Work request:
Your task is to transcribe the data in full.

Collected data entries:
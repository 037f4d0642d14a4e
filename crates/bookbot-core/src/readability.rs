//! Readability scoring using Flesch Reading Ease and Flesch-Kincaid Grade Level.
//!
//! Formulas, with ASL = words/sentences and ASW = syllables/words:
//!
//! - Reading Ease: `206.835 - 1.015 * ASL - 84.6 * ASW` (higher = easier)
//! - Grade Level: `0.39 * ASL + 11.8 * ASW - 15.59`
//!
//! Sentence and word counts are floored at 1, so empty text scores instead
//! of failing.

use serde::{Deserialize, Serialize};

use crate::text;

/// Result of readability analysis.
#[derive(Debug, Clone, Copy, PartialEq, Serialize, Deserialize)]
pub struct ReadabilityReport {
    /// Number of sentences detected (at least 1).
    pub num_sentences: usize,
    /// Number of word tokens (at least 1).
    pub num_words: usize,
    /// Total syllable count.
    pub num_syllables: usize,
    /// Words per sentence.
    pub avg_sentence_length: f64,
    /// Syllables per word.
    pub avg_syllables_per_word: f64,
    /// Flesch Reading Ease score.
    pub flesch_reading_ease: f64,
    /// Flesch-Kincaid Grade Level.
    pub flesch_kincaid_grade: f64,
}

/// Score the readability of `text`.
#[tracing::instrument(skip(text), fields(text_len = text.len()))]
pub fn readability(text: &str) -> ReadabilityReport {
    let num_sentences = text::split_sentences(text).len().max(1);
    let tokens = text::tokenize(text);
    let num_words = tokens.count().max(1);
    let num_syllables: usize = tokens.iter().map(count_syllables).sum();

    let asl = num_words as f64 / num_sentences as f64;
    let asw = num_syllables as f64 / num_words as f64;
    let flesch_reading_ease = 1.015f64.mul_add(-asl, 84.6f64.mul_add(-asw, 206.835));
    let flesch_kincaid_grade = 0.39f64.mul_add(asl, 11.8 * asw) - 15.59;

    ReadabilityReport {
        num_sentences,
        num_words,
        num_syllables,
        avg_sentence_length: asl,
        avg_syllables_per_word: asw,
        flesch_reading_ease,
        flesch_kincaid_grade,
    }
}

/// Estimate syllables in a word by counting vowel groups.
///
/// Non-letters are removed first. A trailing "e" is treated as silent when
/// the word has more than one group. Every word with letters has at least
/// one syllable.
pub fn count_syllables(word: &str) -> usize {
    let cleaned: String = word
        .chars()
        .filter(char::is_ascii_alphabetic)
        .map(|c| c.to_ascii_lowercase())
        .collect();
    if cleaned.is_empty() {
        return 0;
    }

    let mut count = 0;
    let mut prev_vowel = false;
    for ch in cleaned.chars() {
        let is_vowel = matches!(ch, 'a' | 'e' | 'i' | 'o' | 'u' | 'y');
        if is_vowel && !prev_vowel {
            count += 1;
        }
        prev_vowel = is_vowel;
    }

    if cleaned.ends_with('e') && count > 1 {
        count -= 1;
    }
    count.max(1)
}

#[cfg(test)]
mod tests {
    use super::*;

    fn close(a: f64, b: f64) -> bool {
        (a - b).abs() < 1e-9
    }

    #[test]
    fn basic_readability() {
        let report = readability("The cat sat on the mat. The dog ran fast.");
        assert_eq!(report.num_sentences, 2);
        assert_eq!(report.num_words, 10);
        assert_eq!(report.num_syllables, 10);
        assert!(close(report.avg_sentence_length, 5.0));
        assert!(close(report.avg_syllables_per_word, 1.0));
        assert!(close(report.flesch_reading_ease, 206.835 - 1.015 * 5.0 - 84.6));
        assert!(close(report.flesch_kincaid_grade, 0.39 * 5.0 + 11.8 - 15.59));
    }

    #[test]
    fn scenario_sentence_count() {
        let report = readability("Hello, world! Hello book. Ahab's whale; white whale.");
        assert_eq!(report.num_sentences, 3);
        assert_eq!(report.num_words, 8);
    }

    #[test]
    fn complex_text_scores_harder() {
        let simple = readability("The cat sat on the mat. The dog ran fast.");
        let complex = readability(
            "The implementation of the comprehensive organizational restructuring \
             initiative necessitated the establishment of interdepartmental \
             communication protocols.",
        );
        assert!(complex.flesch_kincaid_grade > simple.flesch_kincaid_grade);
        assert!(complex.flesch_reading_ease < simple.flesch_reading_ease);
    }

    #[test]
    fn empty_text_is_floored() {
        let report = readability("");
        assert_eq!(report.num_sentences, 1);
        assert_eq!(report.num_words, 1);
        assert_eq!(report.num_syllables, 0);
        assert!(report.flesch_reading_ease.is_finite());
        assert!(report.flesch_kincaid_grade.is_finite());
    }

    #[test]
    fn syllable_heuristic() {
        assert_eq!(count_syllables("cat"), 1);
        assert_eq!(count_syllables("table"), 1);
        assert_eq!(count_syllables("the"), 1);
        assert_eq!(count_syllables("beautiful"), 3);
        assert_eq!(count_syllables("rhythm"), 1);
        assert_eq!(count_syllables("ahab's"), 2);
        assert_eq!(count_syllables("queue"), 1);
        assert_eq!(count_syllables("123"), 0);
    }

    #[test]
    fn report_serializes_flat_keys() {
        let json = serde_json::to_value(readability("One. Two.")).unwrap();
        for key in [
            "num_sentences",
            "num_words",
            "num_syllables",
            "avg_sentence_length",
            "avg_syllables_per_word",
            "flesch_reading_ease",
            "flesch_kincaid_grade",
        ] {
            assert!(json.get(key).is_some(), "missing {key}");
        }
    }
}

Response area:
repository 037f4d0642d14a4e
filename crates/bookbot-core/src/readability.rs
//! Readability scoring using Flesch Reading Ease and Flesch-Kincaid Grade Level.
//!
//! Formulas, with ASL = words/sentences and ASW = syllables/words:
//!
//! - Reading Ease: `206.835 - 1.015 * ASL - 84.6 * ASW` (higher = easier)
//! - Grade Level: `0.39 * ASL + 11.8 * ASW - 15.59`
//!
//! Sentence and word counts are floored at 1, so empty text scores instead
//! of failing.

use serde::{Deserialize, Serialize};

use crate::text;

/// Result of readability analysis.
#[derive(Debug, Clone, Copy, PartialEq, Serialize, Deserialize)]
pub struct ReadabilityReport {
    /// Number of sentences detected (at least 1).
    pub num_sentences: usize,
    /// Number of word tokens (at least 1).
    pub num_words: usize,
    /// Total syllable count.
    pub num_syllables: usize,
    /// Words per sentence.
    pub avg_sentence_length: f64,
    /// Syllables per word.
    pub avg_syllables_per_word: f64,
    /// Flesch Reading Ease score.
    pub flesch_reading_ease: f64,
    /// Flesch-Kincaid Grade Level.
    pub flesch_kincaid_grade: f64,
}

/// Score the readability of `text`.
#[tracing::instrument(skip(text), fields(text_len = text.len()))]
pub fn readability(text: &str) -> ReadabilityReport {
    let num_sentences = text::split_sentences(text).len().max(1);
    let tokens = text::tokenize(text);
    let num_words = tokens.count().max(1);
    let num_syllables: usize = tokens.iter().map(count_syllables).sum();

    let asl = num_words as f64 / num_sentences as f64;
    let asw = num_syllables as f64 / num_words as f64;
    let flesch_reading_ease = 1.015f64.mul_add(-asl, 84.6f64.mul_add(-asw, 206.835));
    let flesch_kincaid_grade = 0.39f64.mul_add(asl, 11.8 * asw) - 15.59;

    ReadabilityReport {
        num_sentences,
        num_words,
        num_syllables,
        avg_sentence_length: asl,
        avg_syllables_per_word: asw,
        flesch_reading_ease,
        flesch_kincaid_grade,
    }
}

/// Estimate syllables in a word by counting vowel groups.
///
/// Non-letters are removed first. A trailing "e" is treated as silent when
/// the word has more than one group. Every word with letters has at least
/// one syllable.
pub fn count_syllables(word: &str) -> usize {
    let cleaned: String = word
        .chars()
        .filter(char::is_ascii_alphabetic)
        .map(|c| c.to_ascii_lowercase())
        .collect();
    if cleaned.is_empty() {
        return 0;
    }

    let mut count = 0;
    let mut prev_vowel = false;
    for ch in cleaned.chars() {
        let is_vowel = matches!(ch, 'a' | 'e' | 'i' | 'o' | 'u' | 'y');
        if is_vowel && !prev_vowel {
            count += 1;
        }
        prev_vowel = is_vowel;
    }

    if cleaned.ends_with('e') && count > 1 {
        count -= 1;
    }
    count.max(1)
}

#[cfg(test)]
mod tests {
    use super::*;

    fn close(a: f64, b: f64) -> bool {
        (a - b).abs() < 1e-9
    }

    #[test]
    fn basic_readability() {
        let report = readability("The cat sat on the mat. The dog ran fast.");
        assert_eq!(report.num_sentences, 2);
        assert_eq!(report.num_words, 10);
        assert_eq!(report.num_syllables, 10);
        assert!(close(report.avg_sentence_length, 5.0));
        assert!(close(report.avg_syllables_per_word, 1.0));
        assert!(close(report.flesch_reading_ease, 206.835 - 1.015 * 5.0 - 84.6));
        assert!(close(report.flesch_kincaid_grade, 0.39 * 5.0 + 11.8 - 15.59));
    }

    #[test]
    fn scenario_sentence_count() {
        let report = readability("Hello, world! Hello book. Ahab's whale; white whale.");
        assert_eq!(report.num_sentences, 3);
        assert_eq!(report.num_words, 8);
    }

    #[test]
    fn complex_text_scores_harder() {
        let simple = readability("The cat sat on the mat. The dog ran fast.");
        let complex = readability(
            "The implementation of the comprehensive organizational restructuring \
             initiative necessitated the establishment of interdepartmental \
             communication protocols.",
        );
        assert!(complex.flesch_kincaid_grade > simple.flesch_kincaid_grade);
        assert!(complex.flesch_reading_ease < simple.flesch_reading_ease);
    }

    #[test]
    fn empty_text_is_floored() {
        let report = readability("");
        assert_eq!(report.num_sentences, 1);
        assert_eq!(report.num_words, 1);
        assert_eq!(report.num_syllables, 0);
        assert!(report.flesch_reading_ease.is_finite());
        assert!(report.flesch_kincaid_grade.is_finite());
    }

    #[test]
    fn syllable_heuristic() {
        assert_eq!(count_syllables("cat"), 1);
        assert_eq!(count_syllables("table"), 1);
        assert_eq!(count_syllables("the"), 1);
        assert_eq!(count_syllables("beautiful"), 3);
        assert_eq!(count_syllables("rhythm"), 1);
        assert_eq!(count_syllables("ahab's"), 2);
        assert_eq!(count_syllables("queue"), 1);
        assert_eq!(count_syllables("123"), 0);
    }

    #[test]
    fn report_serializes_flat_keys() {
        let json = serde_json::to_value(readability("One. Two.")).unwrap();
        for key in [
            "num_sentences",
            "num_words",
            "num_syllables",
            "avg_sentence_length",
            "avg_syllables_per_word",
            "flesch_reading_ease",
            "flesch_kincaid_grade",
        ] {
            assert!(json.get(key).is_some(), "missing {key}");
        }
    }
}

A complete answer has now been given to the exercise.